Hubo uno que comenzó a buscarla con devoción. Antes de la hora de maitines estaba ya de rodillas, con los brazos abiertos, pronunciando en voz alta el nombre del Altísimo. De día y de noche lo invocaba: hora tras hora oraba. Cuando el convento dormía se escuchaba en los corredores el restallante golpe de las disciplinas con que aquel lego flagelaba sus carnes por amor a Dios. En todos los oficios divinos estaba aquel hermano, que buscaba con ansiedad el rostro del Señor.
Un día lo llamó San Virila y le entregó un madero.
-¿Qué es esto, padre? -le preguntó el muchacho.
-Es tu cruz -respondió el santo con una sonrisa.
-Padre -dijo el muchacho-: ésta no es una cruz. No tiene brazos.
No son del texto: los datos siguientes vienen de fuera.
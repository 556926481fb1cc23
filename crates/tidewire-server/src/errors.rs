//! Error types for the connection engine, registry, dispatcher and server.

use thiserror::Error;
use tidewire_core::{ConfigError, PacketError};

use crate::connection::ConnId;

/// Errors raised by a transport while reading or writing frames.
#[derive(Debug, Error)]
pub enum TransportError {
    /// Socket-level I/O failure.
    #[error("transport I/O error: {0}")]
    Io(#[from] std::io::Error),
    /// WebSocket protocol failure.
    #[error("websocket error: {0}")]
    WebSocket(String),
    /// The other side has gone away.
    #[error("transport closed")]
    Closed,
}

/// Errors returned by [`Connection`](crate::Connection) send operations.
#[derive(Debug, Error)]
pub enum ConnectionError {
    /// The connection has been stopped.
    #[error("connection closed")]
    Closed,
    /// The outbound queue is at capacity (non-blocking sends only).
    #[error("outbound queue full")]
    QueueFull,
    /// The message could not be encoded.
    #[error("failed to pack message: {0}")]
    Packet(#[from] PacketError),
    /// A structured payload could not be serialized.
    #[error("failed to encode payload: {0}")]
    Encode(#[from] serde_json::Error),
}

/// Errors returned by registry lookups.
#[derive(Debug, Clone, PartialEq, Eq, Error)]
pub enum RegistryError {
    /// No live connection has this id.
    #[error("connection {0} not found")]
    NotFound(ConnId),
    /// The registry already holds the maximum number of connections.
    #[error("registry is full ({0} connections)")]
    Full(usize),
}

/// Errors returned when handing a request to the dispatcher.
#[derive(Debug, Clone, PartialEq, Eq, Error)]
pub enum DispatchError {
    /// The worker pool has been shut down.
    #[error("worker pool is closed")]
    PoolClosed,
}

/// Errors raised by the server while binding or accepting sessions.
#[derive(Debug, Error)]
pub enum ServerError {
    /// Failed to bind the listener.
    #[error("failed to bind {addr}: {source}")]
    Bind {
        /// Address that could not be bound.
        addr: String,
        /// Underlying I/O error.
        #[source]
        source: std::io::Error,
    },
    /// The connection limit has been reached.
    #[error("connection limit of {0} reached")]
    TooManyConnections(usize),
    /// The server is shutting down and no longer accepts sessions.
    #[error("server is shutting down")]
    ShuttingDown,
    /// The configuration is invalid.
    #[error(transparent)]
    Config(#[from] ConfigError),
    /// Generic I/O failure after binding.
    #[error("server I/O error: {0}")]
    Io(#[from] std::io::Error),
}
-Mira, hijo -habló Virila-. La cruz está hecha de amor a Dios y de amor a los humanos. El primero nos hace alzar la vista a las alturas, con sed de eternidad. Eso es lo vertical que hay en la cruz. Pero no hemos de olvidar a los hombres que sufren y que nos necesitan. También nuestra mirada y nuestro amor han de alcanzarlos. Ese es el brazo horizontal, sin el cual la cruz no está completa. Tú, que ya amas a Dios, ve a buscar a tus hermanos y sírvelos en el amor. El joven lego supo que San Virila decía la verdad, y fue a buscar en el mundo de los hombres el otro brazo de su cruz.
¡Hasta mañana!...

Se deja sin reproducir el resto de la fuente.